Hearings highlight how restrictive use programs can limit generic competition

A subcommittee of the House Oversight and Government Reform Committee today held a hearing to examine how drug makers may misuse voluntary restricted distribution systems to delay or block generic competition. Janet Woodcock, M.D., director of the Food and Drug Administration’s Center for Drug Evaluation and Research, said drug makers sometimes use these programs to keep competitors from accessing their drugs for bioequivalence testing, noting that some 150 generic firms have reported difficulties obtaining product for bioequivalence testing to the agency. Also testifying at the hearing were representatives from the Association for Accessible Medicines, Center for Hospital Finance and Management at the Johns Hopkins Bloomberg School of Public Health, and Patients for Affordable Drugs.
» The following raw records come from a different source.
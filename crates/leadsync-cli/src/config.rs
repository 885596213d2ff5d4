// Copyright 2026 Phillip Cloud
// Licensed under the Apache License, Version 2.0

use anyhow::{Context, Result, anyhow, bail};
use serde::Deserialize;
use std::env;
use std::fs;
use std::path::{Path, PathBuf};
use std::time::Duration;
use tracing_subscriber::EnvFilter;
use url::Url;

const APP_NAME: &str = "leadsync";
const CONFIG_VERSION: i64 = 1;
const DEFAULT_BASE_URL: &str = "http://localhost:8000";
const DEFAULT_TIMEOUT: &str = "5s";
const DEFAULT_LOG_FILTER: &str = "info";
const CONFIG_PATH_ENV: &str = "LEADSYNC_CONFIG_PATH";
const SESSION_ENV: &str = "LEADSYNC_SESSION";

#[derive(Debug, Clone, Deserialize)]
pub struct Config {
    pub version: i64,
    #[serde(default)]
    pub server: Server,
    #[serde(default)]
    pub log: Log,
}

impl Default for Config {
    fn default() -> Self {
        Self {
            version: CONFIG_VERSION,
            server: Server::default(),
            log: Log::default(),
        }
    }
}

#[derive(Debug, Clone, Deserialize)]
pub struct Server {
    pub base_url: Option<String>,
    pub timeout: Option<String>,
    pub session: Option<String>,
}

impl Default for Server {
    fn default() -> Self {
        Self {
            base_url: Some(DEFAULT_BASE_URL.to_owned()),
            timeout: Some(DEFAULT_TIMEOUT.to_owned()),
            session: None,
        }
    }
}

#[derive(Debug, Clone, Deserialize)]
pub struct Log {
    pub filter: Option<String>,
    pub file: Option<String>,
}

impl Default for Log {
    fn default() -> Self {
        Self {
            filter: Some(DEFAULT_LOG_FILTER.to_owned()),
            file: None,
        }
    }
}

impl Config {
    pub fn default_path() -> Result<PathBuf> {
        if let Some(path) = env::var_os(CONFIG_PATH_ENV) {
            return Ok(PathBuf::from(path));
        }

        let config_root = dirs::config_dir().ok_or_else(|| {
            anyhow!("cannot resolve config directory; set {CONFIG_PATH_ENV} to the config file")
        })?;

        let app_dir = config_root.join(APP_NAME);
        fs::create_dir_all(&app_dir)
            .with_context(|| format!("create config directory {}", app_dir.display()))?;
        Ok(app_dir.join("config.toml"))
    }

    pub fn load(path: &Path) -> Result<Self> {
        if !path.exists() {
            return Ok(Self::default());
        }

        let raw = fs::read_to_string(path)
            .with_context(|| format!("read config file {}", path.display()))?;
        let value: toml::Value = toml::from_str(&raw)
            .with_context(|| format!("parse TOML config {}", path.display()))?;

        let version = value
            .get("version")
            .and_then(toml::Value::as_integer)
            .ok_or_else(|| {
                anyhow!(
                    "config file {} is not versioned. Add `version = 1` and put values under [server] and [log]",
                    path.display()
                )
            })?;

        if version != CONFIG_VERSION {
            bail!(
                "unsupported config version {} in {}; expected version = 1",
                version,
                path.display()
            );
        }

        let config: Config = value
            .try_into()
            .with_context(|| format!("decode config {}", path.display()))?;
        config.validate(path)?;
        Ok(config)
    }

    fn validate(&self, path: &Path) -> Result<()> {
        if let Some(base_url) = &self.server.base_url {
            let parsed = Url::parse(base_url.trim()).with_context(|| {
                format!(
                    "server.base_url in {} is not a URL, got {base_url:?}",
                    path.display()
                )
            })?;
            if !matches!(parsed.scheme(), "http" | "https") {
                bail!(
                    "server.base_url in {} must use http or https, got {:?}",
                    path.display(),
                    parsed.scheme()
                );
            }
        }

        if let Some(timeout) = &self.server.timeout {
            let parsed = parse_duration(timeout)?;
            if parsed <= Duration::ZERO {
                bail!(
                    "server.timeout in {} must be positive, got {}",
                    path.display(),
                    timeout
                );
            }
        }

        if let Some(filter) = &self.log.filter {
            EnvFilter::try_new(filter).with_context(|| {
                format!(
                    "log.filter in {} is not a valid filter, got {filter:?}; use a level like \"info\" or directives like \"leadsync_app=debug\"",
                    path.display()
                )
            })?;
        }

        Ok(())
    }

    pub fn base_url(&self) -> &str {
        self.server
            .base_url
            .as_deref()
            .unwrap_or(DEFAULT_BASE_URL)
            .trim()
            .trim_end_matches('/')
    }

    pub fn timeout(&self) -> Result<Duration> {
        parse_duration(self.server.timeout.as_deref().unwrap_or(DEFAULT_TIMEOUT))
    }

    /// `LEADSYNC_SESSION` wins over `[server].session` so a session id never
    /// has to be written to disk.
    pub fn session(&self) -> Option<String> {
        env::var(SESSION_ENV)
            .ok()
            .or_else(|| self.server.session.clone())
            .map(|value| value.trim().to_owned())
            .filter(|value| !value.is_empty())
    }

    pub fn log_filter(&self) -> &str {
        self.log.filter.as_deref().unwrap_or(DEFAULT_LOG_FILTER)
    }

    pub fn log_path(&self) -> Result<PathBuf> {
        if let Some(file) = &self.log.file {
            return Ok(PathBuf::from(file));
        }
        let cache_root = dirs::cache_dir().ok_or_else(|| {
            anyhow!("cannot resolve cache directory; set [log].file to a writable path")
        })?;
        Ok(cache_root.join(APP_NAME).join("leadsync.log"))
    }

    pub fn example_config(path: &Path) -> String {
        format!(
            "# leadsync config\n# Place this file at: {}\n\nversion = 1\n\n[server]\nbase_url = \"{}\"\ntimeout = \"{}\"\n# Value of the backend's `id` session cookie. {} overrides it.\n# session = \"\"\n\n[log]\n# RUST_LOG overrides this filter when set.\nfilter = \"{}\"\n# Optional. Default is the platform cache dir (for example ~/.cache/leadsync/leadsync.log)\n# file = \"/absolute/path/to/leadsync.log\"\n",
            path.display(),
            DEFAULT_BASE_URL,
            DEFAULT_TIMEOUT,
            SESSION_ENV,
            DEFAULT_LOG_FILTER,
        )
    }
}

fn parse_duration(raw: &str) -> Result<Duration> {
    if let Some(value) = raw.strip_suffix("ms") {
        let millis: u64 = value
            .parse()
            .with_context(|| format!("invalid timeout duration {raw:?}"))?;
        return Ok(Duration::from_millis(millis));
    }
    if let Some(value) = raw.strip_suffix('s') {
        let secs: u64 = value
            .parse()
            .with_context(|| format!("invalid timeout duration {raw:?}"))?;
        return Ok(Duration::from_secs(secs));
    }
    if let Some(value) = raw.strip_suffix('m') {
        let mins: u64 = value
            .parse()
            .with_context(|| format!("invalid timeout duration {raw:?}"))?;
        return mins
            .checked_mul(60)
            .map(Duration::from_secs)
            .ok_or_else(|| anyhow!("timeout duration {raw:?} is too large; use a value like 5s or 2m"));
    }

    bail!("invalid duration {raw:?}; use one of: <N>ms, <N>s, <N>m (for example 500ms or 5s)")
}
At a Senate Health, Education, Labor and Pensions Committee hearing yesterday on improving medical product regulation, Sen. Susan Collins (R-ME) said the Special Committee on Aging, which she chairs, found that restrictive use programs can be abused to delay generic entry into the marketplace. According to a report last year from the University of Chicago’s NORC, inpatient hospital drug costs increased more than 38% per admission between 2013 and 2015. Nearly half of the drugs evaluated had no generic competition.